Rcor1

Short hairpin RNAs (shRNAs) against FOS, GATA2, MAFK, TEAD4, TFAP2C, NCOR2, RCOR1 and ZNF362 were purchased from Sigma-Aldrich (Supplementary Table S1). A total of 7.3 × 10⁶ HEK293T cells were transfected with 2.5 μg of the pLKO construct with a specific shRNA, 1.7 μg of Δ8.9 and 0.8 μg of VSVG using 15 μl of a GenJet transfection reagent (SignaGen) to generate lentiviruses expressing a specific shRNA. After 24 h, the medium was replaced with the TSC medium. After cultivating at 37°C for 24 h, the viral supernatant was collected, filtered with a syringe filter (0.45 μm) and used to infect TSCs. To knock down individual TFs, 2.5 × 10⁵ TSCs were infected with pLKO-shRNA viral particles in a well of a 12-well plate.

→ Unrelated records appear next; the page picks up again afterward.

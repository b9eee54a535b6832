//! MISC16 processor state.
//!
//! The machine has a single accumulator, three one-bit flags and a
//! program counter:
//! - accu: 16-bit accumulator
//! - sf: sign flag, always bit 15 of accu
//! - zf: zero flag, always `accu == 0`
//! - cf: carry flag, only touched by add, subtract and shift right
//! - pc: program counter, a word index into memory

use serde::{Serialize, Deserialize};

/// Program counter value after reset. Words 0..16 are left to the host.
pub const RESET_PC: u16 = 0x10;

/// The MISC16 register file.
#[derive(Clone, Debug, PartialEq, Eq, Serialize, Deserialize)]
pub struct Registers {
    /// Accumulator
    pub accu: u16,

    /// Sign flag
    pub sf: bool,

    /// Zero flag
    pub zf: bool,

    /// Carry flag
    pub cf: bool,

    /// Program counter
    pub pc: u16,
}

impl Registers {
    /// Create a register file in its reset state.
    pub fn new() -> Self {
        Self {
            accu: 0,
            sf: false,
            zf: false,
            cf: false,
            pc: RESET_PC,
        }
    }

    /// Reset all registers.
    pub fn reset(&mut self) {
        *self = Self::new();
    }

    /// Store a value in the accumulator and recompute sign and zero.
    ///
    /// This is the only way `sf` and `zf` change.
    #[inline]
    pub fn write_accu(&mut self, value: u16) {
        self.accu = value;
        self.sf = value & 0x8000 != 0;
        self.zf = value == 0;
    }

    /// Advance the program counter past one transport pair.
    /// Returns the old value.
    #[inline]
    pub fn advance_pc(&mut self) -> u16 {
        let old = self.pc;
        self.pc = self.pc.wrapping_add(2);
        old
    }

    /// Set the program counter to an absolute address.
    #[inline]
    pub fn jump(&mut self, addr: u16) {
        self.pc = addr;
    }

    /// Render the flags as `SZC` with `-` for clear bits.
    pub fn flags_string(&self) -> String {
        format!(
            "{}{}{}",
            if self.sf { 'S' } else { '-' },
            if self.zf { 'Z' } else { '-' },
            if self.cf { 'C' } else { '-' },
        )
    }
}

impl Default for Registers {
    fn default() -> Self {
        Self::new()
    }
}

#[cfg(test)]
mod tests {
    use super::*;

    #[test]
    fn test_reset_state() {
        let regs = Registers::new();
        assert_eq!(regs.pc, 16);
        assert_eq!(regs.accu, 0);
        assert!(!regs.sf && !regs.zf && !regs.cf);
    }

    #[test]
    fn test_write_accu_flags() {
        let mut regs = Registers::new();

        regs.write_accu(0x8000);
        assert!(regs.sf);
        assert!(!regs.zf);

        regs.write_accu(0);
        assert!(!regs.sf);
        assert!(regs.zf);

        regs.write_accu(0x7FFF);
        assert!(!regs.sf);
        assert!(!regs.zf);
    }

    #[test]
    fn test_write_accu_leaves_carry() {
        let mut regs = Registers::new();
        regs.cf = true;
        regs.write_accu(5);
        assert!(regs.cf);
    }

    #[test]
    fn test_advance_pc_wraps() {
        let mut regs = Registers::new();
        assert_eq!(regs.advance_pc(), 16);
        assert_eq!(regs.pc, 18);

        regs.jump(0xFFFF);
        regs.advance_pc();
        assert_eq!(regs.pc, 1);
    }

    #[test]
    fn test_flags_string() {
        let mut regs = Registers::new();
        regs.write_accu(0x8001);
        regs.cf = true;
        assert_eq!(regs.flags_string(), "S-C");
    }
}
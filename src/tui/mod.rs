//! TUI debugger for the MISC16 emulator.
//!
//! Provides an interactive terminal-based debugger with:
//! - Transport listing around the program counter
//! - Accumulator, flags and memory views
//! - The machine's console output, with keys typed in on demand
//! - Step/run/breakpoint controls

mod app;
mod ui;

pub use app::{DebuggerApp, run_debugger};
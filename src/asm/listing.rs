//! Listing files.
//!
//! A listing shows each source line next to the address and words it
//! produced, two words per row, followed by the symbol table.

use crate::asm::assembler::Assembly;
use std::io::Write;
use std::path::Path;

/// Write a listing for `asm`. `name` goes into the banner.
pub fn write_listing<W: Write>(mut out: W, name: &str, asm: &Assembly) -> std::io::Result<()> {
    banner(&mut out, &format!("   MISC16 assembler listing file {}   ", name))?;

    for entry in &asm.listing {
        let mut line_number = entry.line.to_string();
        let mut text = entry.text.trim_end();
        let mut index = entry.start;

        loop {
            let row: Vec<u16> = (index..entry.end.min(index + 2))
                .map(|i| asm.image[i])
                .collect();
            let address = if row.is_empty() {
                String::new()
            } else {
                format!("{:04X}", index)
            };
            let data: String = row.iter().map(|w| format!("{:04X}", w)).collect();
            index += row.len();

            writeln!(out, "{:<6}{:<6}{:<10}{}", line_number, address, data, text)?;
            line_number.clear();
            text = "";

            if index >= entry.end {
                break;
            }
        }
    }

    banner(&mut out, "   Symbol Table")?;
    for (label, value) in &asm.labels {
        writeln!(out, "{:<15}{:04X}", label, value)?;
    }
    banner(&mut out, "   End of File")?;
    Ok(())
}

/// Save a listing to disk.
pub fn save_listing<P: AsRef<Path>>(path: P, asm: &Assembly) -> std::io::Result<()> {
    let path = path.as_ref();
    let name = path.file_name().map(|n| n.to_string_lossy()).unwrap_or_default();
    let file = std::fs::File::create(path)?;
    let mut out = std::io::BufWriter::new(file);
    write_listing(&mut out, &name, asm)?;
    out.flush()
}

fn banner<W: Write>(out: &mut W, title: &str) -> std::io::Result<()> {
    let rule = "-".repeat(title.len().max(19));
    writeln!(out, "{}", rule)?;
    writeln!(out, "{}", title)?;
    writeln!(out, "{}", rule)
}
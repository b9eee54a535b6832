//! Disassembler for MISC16 programs.
//!
//! Turns word pairs back into `mov dst, src` lines, annotated with the
//! port each address names.

use crate::cpu::decode::{ReadPort, WritePort};

/// Disassemble a single transport pair to text.
pub fn disassemble_pair(src: u16, dst: u16) -> String {
    format!(
        "mov 0x{:04X}, 0x{:04X}  ; {} <- {}",
        dst,
        src,
        describe_write(dst),
        describe_read(src)
    )
}

/// Disassemble `words` as transport pairs, labelling them from `origin`.
pub fn disassemble(words: &[u16], origin: u16) -> String {
    let mut output = String::new();
    output.push_str("; MISC16 Disassembly\n");
    output.push_str("; ------------------\n\n");

    for (i, pair) in words.chunks(2).enumerate() {
        let addr = origin.wrapping_add(2 * i as u16);
        let src = pair[0];
        let dst = pair.get(1).copied().unwrap_or(0);
        let line = disassemble_pair(src, dst);
        output.push_str(&format!("{:04X}: {}\n", addr, line));
    }

    output
}

/// Name of what a read of `addr` yields.
pub fn describe_read(addr: u16) -> String {
    match ReadPort::decode(addr) {
        ReadPort::Memory(a) => format!("[{:04X}]", a),
        port => port.mnemonic().unwrap_or("?").to_string(),
    }
}

/// Name of what a write to `addr` triggers.
pub fn describe_write(addr: u16) -> String {
    match WritePort::decode(addr) {
        WritePort::Memory(a) => format!("[{:04X}]", a),
        port => port.mnemonic().unwrap_or("?").to_string(),
    }
}
//! Relational database port and its PostgreSQL adapter

use crate::config::PostgresConfig;
use crate::error::{KvShimError, Result};
use crate::handle::Dependency;
use async_trait::async_trait;
use sqlx::postgres::{PgConnectOptions, PgConnection, PgPool, PgPoolOptions};
use sqlx::Connection;

/// Read-only probe against the database
#[async_trait]
pub trait DatabaseProbe: Send + Sync {
    /// Trivial round-trip (`SELECT 1`)
    async fn ping(&self) -> Result<()>;

    /// Server version string (`SELECT version()`)
    async fn version(&self) -> Result<String>;
}

/// PostgreSQL probe over a small connection pool.
///
/// Concurrent handlers each check out their own connection instead of
/// sharing one.
#[derive(Clone)]
pub struct PostgresDatabase {
    pool: PgPool,
}

impl PostgresDatabase {
    /// Verify the server with one direct connection and `SELECT 1`, then
    /// build the pool lazily from the same options.
    ///
    /// Connection errors (refused, bad password, unknown database) are
    /// reported as-is rather than as a pool acquire timeout.
    pub async fn connect(config: &PostgresConfig) -> Result<Self> {
        let options = PgConnectOptions::new()
            .host(&config.target.host)
            .port(config.target.port)
            .username(&config.user)
            .password(&config.password)
            .database(&config.database);

        let mut conn =
            tokio::time::timeout(config.connect_timeout, PgConnection::connect_with(&options))
                .await
                .map_err(|_| {
                    KvShimError::transient(
                        Dependency::Postgres,
                        format!(
                            "connection to {} timed out after {:?}",
                            config.target, config.connect_timeout
                        ),
                    )
                })??;

        sqlx::query("SELECT 1").execute(&mut conn).await?;
        // The verified connection is not handed to the pool
        let _ = conn.close().await;

        let pool = PgPoolOptions::new()
            .max_connections(config.max_connections)
            .acquire_timeout(config.connect_timeout)
            .connect_lazy_with(options);

        Ok(Self { pool })
    }
}

#[async_trait]
impl DatabaseProbe for PostgresDatabase {
    async fn ping(&self) -> Result<()> {
        sqlx::query("SELECT 1").execute(&self.pool).await?;
        Ok(())
    }

    async fn version(&self) -> Result<String> {
        let version: String = sqlx::query_scalar("SELECT version()")
            .fetch_one(&self.pool)
            .await?;
        Ok(version)
    }
}
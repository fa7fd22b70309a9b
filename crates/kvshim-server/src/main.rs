//! kvshim server
//!
//! HTTP façade over a Redis cache and a PostgreSQL database, with
//! composite health reporting. Dependencies are acquired once at startup;
//! one that never comes up is reported unavailable for the rest of the
//! process lifetime.

mod error;
mod handlers;
mod routes;

use anyhow::{Context, Result};
use kvshim_core::{Dependencies, Settings};
use std::net::SocketAddr;
use std::sync::Arc;
use tokio::signal;
use tracing::{error, info, warn};
use tracing_subscriber::{EnvFilter, FmtSubscriber};

/// Application state shared across handlers
#[derive(Clone)]
pub struct AppState {
    pub deps: Arc<Dependencies>,
}

#[tokio::main]
async fn main() {
    // Set up panic hook to log crashes
    std::panic::set_hook(Box::new(|info| {
        let location = info
            .location()
            .map(|l| format!("{}:{}", l.file(), l.line()));
        let payload = if let Some(s) = info.payload().downcast_ref::<&str>() {
            s.to_string()
        } else if let Some(s) = info.payload().downcast_ref::<String>() {
            s.clone()
        } else {
            "Unknown panic".to_string()
        };
        eprintln!("[PANIC] at {:?}: {}", location, payload);
        tracing::error!("PANIC at {:?}: {}", location, payload);
    }));

    // Initialize tracing
    let subscriber = FmtSubscriber::builder()
        .with_env_filter(
            EnvFilter::try_from_default_env().unwrap_or_else(|_| EnvFilter::new("info")),
        )
        .finish();
    if let Err(e) = tracing::subscriber::set_global_default(subscriber) {
        eprintln!("[FATAL] Failed to initialize logging: {}", e);
        std::process::exit(1);
    }

    info!("Starting kvshim v{}", env!("CARGO_PKG_VERSION"));

    if let Err(e) = run_server().await {
        error!("Server failed: {:#}", e);
        std::process::exit(1);
    }
}

async fn run_server() -> Result<()> {
    info!("Loading configuration from environment...");
    let settings = Settings::from_env().context("Failed to load configuration")?;
    info!("Config loaded: {:?}", settings);
    if settings.uses_default_password() {
        warn!("POSTGRES_PASSWORD not set, using default (insecure for production)");
    }

    let deps = Dependencies::connect(&settings).await;
    info!(
        "Dependencies: redis={:?}, postgresql={:?}",
        deps.cache_availability(),
        deps.database_availability()
    );

    let state = AppState {
        deps: Arc::new(deps),
    };
    let app = routes::router(state);

    let addr: SocketAddr = settings
        .bind_address
        .parse()
        .context("Failed to parse bind address")?;
    let listener = tokio::net::TcpListener::bind(addr)
        .await
        .context("Failed to bind to address")?;
    info!("Server listening on {}", addr);

    axum::serve(listener, app)
        .with_graceful_shutdown(shutdown_signal())
        .await
        .context("Server error")?;

    info!("Server shutdown complete");
    Ok(())
}

/// Wait for Ctrl+C or SIGTERM
async fn shutdown_signal() {
    let ctrl_c = async {
        if let Err(e) = signal::ctrl_c().await {
            error!("Failed to install Ctrl+C handler: {}", e);
            std::future::pending::<()>().await;
        }
    };

    #[cfg(unix)]
    let terminate = async {
        match signal::unix::signal(signal::unix::SignalKind::terminate()) {
            Ok(mut sigterm) => {
                sigterm.recv().await;
            }
            Err(e) => {
                error!("Failed to install SIGTERM handler: {}", e);
                std::future::pending::<()>().await;
            }
        }
    };

    #[cfg(not(unix))]
    let terminate = std::future::pending::<()>();

    tokio::select! {
        _ = ctrl_c => {
            info!("Received Ctrl+C");
        },
        _ = terminate => {
            info!("Received SIGTERM");
        },
    }
}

Infected cells were incubated overnight, and the medium was replaced with fresh TSC medium supplemented with puromycin to select out the infected cells. To determine the KD efficiency of each TF and profile global gene expression, we harvested the cells after 3 days of selection to get complete KD of an individual TF.